[Stored items from a collection]
════════════════════
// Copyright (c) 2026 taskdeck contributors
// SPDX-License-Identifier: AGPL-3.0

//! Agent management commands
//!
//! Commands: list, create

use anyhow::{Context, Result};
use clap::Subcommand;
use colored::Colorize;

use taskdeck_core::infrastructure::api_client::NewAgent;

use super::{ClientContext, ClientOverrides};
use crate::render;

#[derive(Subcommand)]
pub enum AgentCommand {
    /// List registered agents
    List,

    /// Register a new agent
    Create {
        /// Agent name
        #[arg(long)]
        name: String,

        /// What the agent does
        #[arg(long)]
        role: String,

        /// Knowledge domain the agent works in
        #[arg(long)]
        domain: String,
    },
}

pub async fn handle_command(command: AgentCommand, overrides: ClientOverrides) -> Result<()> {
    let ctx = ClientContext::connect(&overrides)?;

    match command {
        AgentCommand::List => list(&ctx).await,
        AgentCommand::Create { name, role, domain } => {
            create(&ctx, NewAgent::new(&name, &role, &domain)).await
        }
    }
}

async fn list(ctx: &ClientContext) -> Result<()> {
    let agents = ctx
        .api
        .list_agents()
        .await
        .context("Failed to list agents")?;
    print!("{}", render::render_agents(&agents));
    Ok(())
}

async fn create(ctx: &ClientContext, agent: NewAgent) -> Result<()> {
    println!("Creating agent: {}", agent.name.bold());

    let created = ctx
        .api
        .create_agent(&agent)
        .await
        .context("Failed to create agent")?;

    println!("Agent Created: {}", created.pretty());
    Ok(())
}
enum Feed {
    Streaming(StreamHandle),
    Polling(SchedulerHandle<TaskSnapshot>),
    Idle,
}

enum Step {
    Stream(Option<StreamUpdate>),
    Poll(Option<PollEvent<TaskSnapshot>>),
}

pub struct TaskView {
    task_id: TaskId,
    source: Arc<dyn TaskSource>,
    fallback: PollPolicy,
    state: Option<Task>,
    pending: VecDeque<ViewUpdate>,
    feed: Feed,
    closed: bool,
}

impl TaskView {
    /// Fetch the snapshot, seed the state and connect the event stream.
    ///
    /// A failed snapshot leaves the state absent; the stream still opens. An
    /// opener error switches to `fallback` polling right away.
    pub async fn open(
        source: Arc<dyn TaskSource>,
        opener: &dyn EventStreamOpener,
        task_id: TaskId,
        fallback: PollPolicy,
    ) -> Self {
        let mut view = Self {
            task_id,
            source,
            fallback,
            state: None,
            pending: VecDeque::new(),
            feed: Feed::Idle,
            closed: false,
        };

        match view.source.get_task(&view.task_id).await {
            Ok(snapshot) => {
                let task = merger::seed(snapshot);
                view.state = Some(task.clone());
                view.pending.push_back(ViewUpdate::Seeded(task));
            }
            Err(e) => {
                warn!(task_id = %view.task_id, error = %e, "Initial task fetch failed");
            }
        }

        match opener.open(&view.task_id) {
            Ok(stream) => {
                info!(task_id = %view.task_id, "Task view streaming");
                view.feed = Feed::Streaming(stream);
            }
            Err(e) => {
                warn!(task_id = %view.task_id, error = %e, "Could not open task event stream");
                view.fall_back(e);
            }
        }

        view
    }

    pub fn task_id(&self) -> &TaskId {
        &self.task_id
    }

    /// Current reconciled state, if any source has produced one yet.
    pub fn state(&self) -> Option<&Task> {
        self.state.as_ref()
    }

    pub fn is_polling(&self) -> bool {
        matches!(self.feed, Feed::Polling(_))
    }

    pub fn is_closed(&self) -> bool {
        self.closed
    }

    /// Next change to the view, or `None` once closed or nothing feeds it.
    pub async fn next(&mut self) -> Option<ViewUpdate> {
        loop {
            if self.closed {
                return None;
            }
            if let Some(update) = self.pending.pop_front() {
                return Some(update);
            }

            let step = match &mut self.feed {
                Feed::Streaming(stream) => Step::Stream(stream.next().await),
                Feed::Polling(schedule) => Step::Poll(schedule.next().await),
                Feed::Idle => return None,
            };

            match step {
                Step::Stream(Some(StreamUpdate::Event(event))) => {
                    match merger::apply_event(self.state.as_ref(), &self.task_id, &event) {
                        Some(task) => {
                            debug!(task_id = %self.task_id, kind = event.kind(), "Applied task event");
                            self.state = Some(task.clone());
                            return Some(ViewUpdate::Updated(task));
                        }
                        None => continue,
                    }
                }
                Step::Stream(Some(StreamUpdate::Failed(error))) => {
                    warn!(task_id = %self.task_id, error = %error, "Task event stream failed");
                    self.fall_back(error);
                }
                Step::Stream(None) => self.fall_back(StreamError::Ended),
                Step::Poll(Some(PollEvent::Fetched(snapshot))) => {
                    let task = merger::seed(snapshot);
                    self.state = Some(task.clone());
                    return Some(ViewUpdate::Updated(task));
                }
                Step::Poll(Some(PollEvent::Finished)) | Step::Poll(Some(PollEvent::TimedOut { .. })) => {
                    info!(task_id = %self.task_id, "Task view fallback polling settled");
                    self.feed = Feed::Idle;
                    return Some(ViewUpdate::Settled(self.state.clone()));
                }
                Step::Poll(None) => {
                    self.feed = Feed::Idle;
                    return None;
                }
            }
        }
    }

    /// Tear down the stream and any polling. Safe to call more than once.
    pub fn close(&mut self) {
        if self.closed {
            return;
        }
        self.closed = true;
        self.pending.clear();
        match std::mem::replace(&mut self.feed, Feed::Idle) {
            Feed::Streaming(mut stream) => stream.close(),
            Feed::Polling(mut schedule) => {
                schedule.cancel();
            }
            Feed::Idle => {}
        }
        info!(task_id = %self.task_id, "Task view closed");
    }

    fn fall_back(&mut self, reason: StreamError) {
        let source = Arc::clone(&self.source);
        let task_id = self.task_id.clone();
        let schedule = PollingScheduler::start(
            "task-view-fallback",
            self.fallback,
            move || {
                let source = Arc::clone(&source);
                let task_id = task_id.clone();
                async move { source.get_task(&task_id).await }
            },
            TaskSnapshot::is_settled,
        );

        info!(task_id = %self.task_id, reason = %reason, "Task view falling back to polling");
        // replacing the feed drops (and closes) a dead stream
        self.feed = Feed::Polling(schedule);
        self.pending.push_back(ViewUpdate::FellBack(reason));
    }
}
════════════════════
Exercise brief: Your answer must be every record above, repeated exactly.

Output of the exercise:
// Copyright (c) 2026 taskdeck contributors
// SPDX-License-Identifier: AGPL-3.0

//! Agent management commands
//!
//! Commands: list, create

use anyhow::{Context, Result};
use clap::Subcommand;
use colored::Colorize;

use taskdeck_core::infrastructure::api_client::NewAgent;

use super::{ClientContext, ClientOverrides};
use crate::render;

#[derive(Subcommand)]
pub enum AgentCommand {
    /// List registered agents
    List,

    /// Register a new agent
    Create {
        /// Agent name
        #[arg(long)]
        name: String,

        /// What the agent does
        #[arg(long)]
        role: String,

        /// Knowledge domain the agent works in
        #[arg(long)]
        domain: String,
    },
}

pub async fn handle_command(command: AgentCommand, overrides: ClientOverrides) -> Result<()> {
    let ctx = ClientContext::connect(&overrides)?;

    match command {
        AgentCommand::List => list(&ctx).await,
        AgentCommand::Create { name, role, domain } => {
            create(&ctx, NewAgent::new(&name, &role, &domain)).await
        }
    }
}

async fn list(ctx: &ClientContext) -> Result<()> {
    let agents = ctx
        .api
        .list_agents()
        .await
        .context("Failed to list agents")?;
    print!("{}", render::render_agents(&agents));
    Ok(())
}

async fn create(ctx: &ClientContext, agent: NewAgent) -> Result<()> {
    println!("Creating agent: {}", agent.name.bold());

    let created = ctx
        .api
        .create_agent(&agent)
        .await
        .context("Failed to create agent")?;

    println!("Agent Created: {}", created.pretty());
    Ok(())
}
enum Feed {
    Streaming(StreamHandle),
    Polling(SchedulerHandle<TaskSnapshot>),
    Idle,
}

enum Step {
    Stream(Option<StreamUpdate>),
    Poll(Option<PollEvent<TaskSnapshot>>),
}

pub struct TaskView {
    task_id: TaskId,
    source: Arc<dyn TaskSource>,
    fallback: PollPolicy,
    state: Option<Task>,
    pending: VecDeque<ViewUpdate>,
    feed: Feed,
    closed: bool,
}

impl TaskView {
    /// Fetch the snapshot, seed the state and connect the event stream.
    ///
    /// A failed snapshot leaves the state absent; the stream still opens. An
    /// opener error switches to `fallback` polling right away.
    pub async fn open(
        source: Arc<dyn TaskSource>,
        opener: &dyn EventStreamOpener,
        task_id: TaskId,
        fallback: PollPolicy,
    ) -> Self {
        let mut view = Self {
            task_id,
            source,
            fallback,
            state: None,
            pending: VecDeque::new(),
            feed: Feed::Idle,
            closed: false,
        };

        match view.source.get_task(&view.task_id).await {
            Ok(snapshot) => {
                let task = merger::seed(snapshot);
                view.state = Some(task.clone());
                view.pending.push_back(ViewUpdate::Seeded(task));
            }
            Err(e) => {
                warn!(task_id = %view.task_id, error = %e, "Initial task fetch failed");
            }
        }

        match opener.open(&view.task_id) {
            Ok(stream) => {
                info!(task_id = %view.task_id, "Task view streaming");
                view.feed = Feed::Streaming(stream);
            }
            Err(e) => {
                warn!(task_id = %view.task_id, error = %e, "Could not open task event stream");
                view.fall_back(e);
            }
        }

        view
    }

    pub fn task_id(&self) -> &TaskId {
        &self.task_id
    }

    /// Current reconciled state, if any source has produced one yet.
    pub fn state(&self) -> Option<&Task> {
        self.state.as_ref()
    }

    pub fn is_polling(&self) -> bool {
        matches!(self.feed, Feed::Polling(_))
    }

    pub fn is_closed(&self) -> bool {
        self.closed
    }

    /// Next change to the view, or `None` once closed or nothing feeds it.
    pub async fn next(&mut self) -> Option<ViewUpdate> {
        loop {
            if self.closed {
                return None;
            }
            if let Some(update) = self.pending.pop_front() {
                return Some(update);
            }

            let step = match &mut self.feed {
                Feed::Streaming(stream) => Step::Stream(stream.next().await),
                Feed::Polling(schedule) => Step::Poll(schedule.next().await),
                Feed::Idle => return None,
            };

            match step {
                Step::Stream(Some(StreamUpdate::Event(event))) => {
                    match merger::apply_event(self.state.as_ref(), &self.task_id, &event) {
                        Some(task) => {
                            debug!(task_id = %self.task_id, kind = event.kind(), "Applied task event");
                            self.state = Some(task.clone());
                            return Some(ViewUpdate::Updated(task));
                        }
                        None => continue,
                    }
                }
                Step::Stream(Some(StreamUpdate::Failed(error))) => {
                    warn!(task_id = %self.task_id, error = %error, "Task event stream failed");
                    self.fall_back(error);
                }
                Step::Stream(None) => self.fall_back(StreamError::Ended),
                Step::Poll(Some(PollEvent::Fetched(snapshot))) => {
                    let task = merger::seed(snapshot);
                    self.state = Some(task.clone());
                    return Some(ViewUpdate::Updated(task));
                }
                Step::Poll(Some(PollEvent::Finished)) | Step::Poll(Some(PollEvent::TimedOut { .. })) => {
                    info!(task_id = %self.task_id, "Task view fallback polling settled");
                    self.feed = Feed::Idle;
                    return Some(ViewUpdate::Settled(self.state.clone()));
                }
                Step::Poll(None) => {
                    self.feed = Feed::Idle;
                    return None;
                }
            }
        }
    }

    /// Tear down the stream and any polling. Safe to call more than once.
    pub fn close(&mut self) {
        if self.closed {
            return;
        }
        self.closed = true;
        self.pending.clear();
        match std::mem::replace(&mut self.feed, Feed::Idle) {
            Feed::Streaming(mut stream) => stream.close(),
            Feed::Polling(mut schedule) => {
                schedule.cancel();
            }
            Feed::Idle => {}
        }
        info!(task_id = %self.task_id, "Task view closed");
    }

    fn fall_back(&mut self, reason: StreamError) {
        let source = Arc::clone(&self.source);
        let task_id = self.task_id.clone();
        let schedule = PollingScheduler::start(
            "task-view-fallback",
            self.fallback,
            move || {
                let source = Arc::clone(&source);
                let task_id = task_id.clone();
                async move { source.get_task(&task_id).await }
            },
            TaskSnapshot::is_settled,
        );

        info!(task_id = %self.task_id, reason = %reason, "Task view falling back to polling");
        // replacing the feed drops (and closes) a dead stream
        self.feed = Feed::Polling(schedule);
        self.pending.push_back(ViewUpdate::FellBack(reason));
    }
}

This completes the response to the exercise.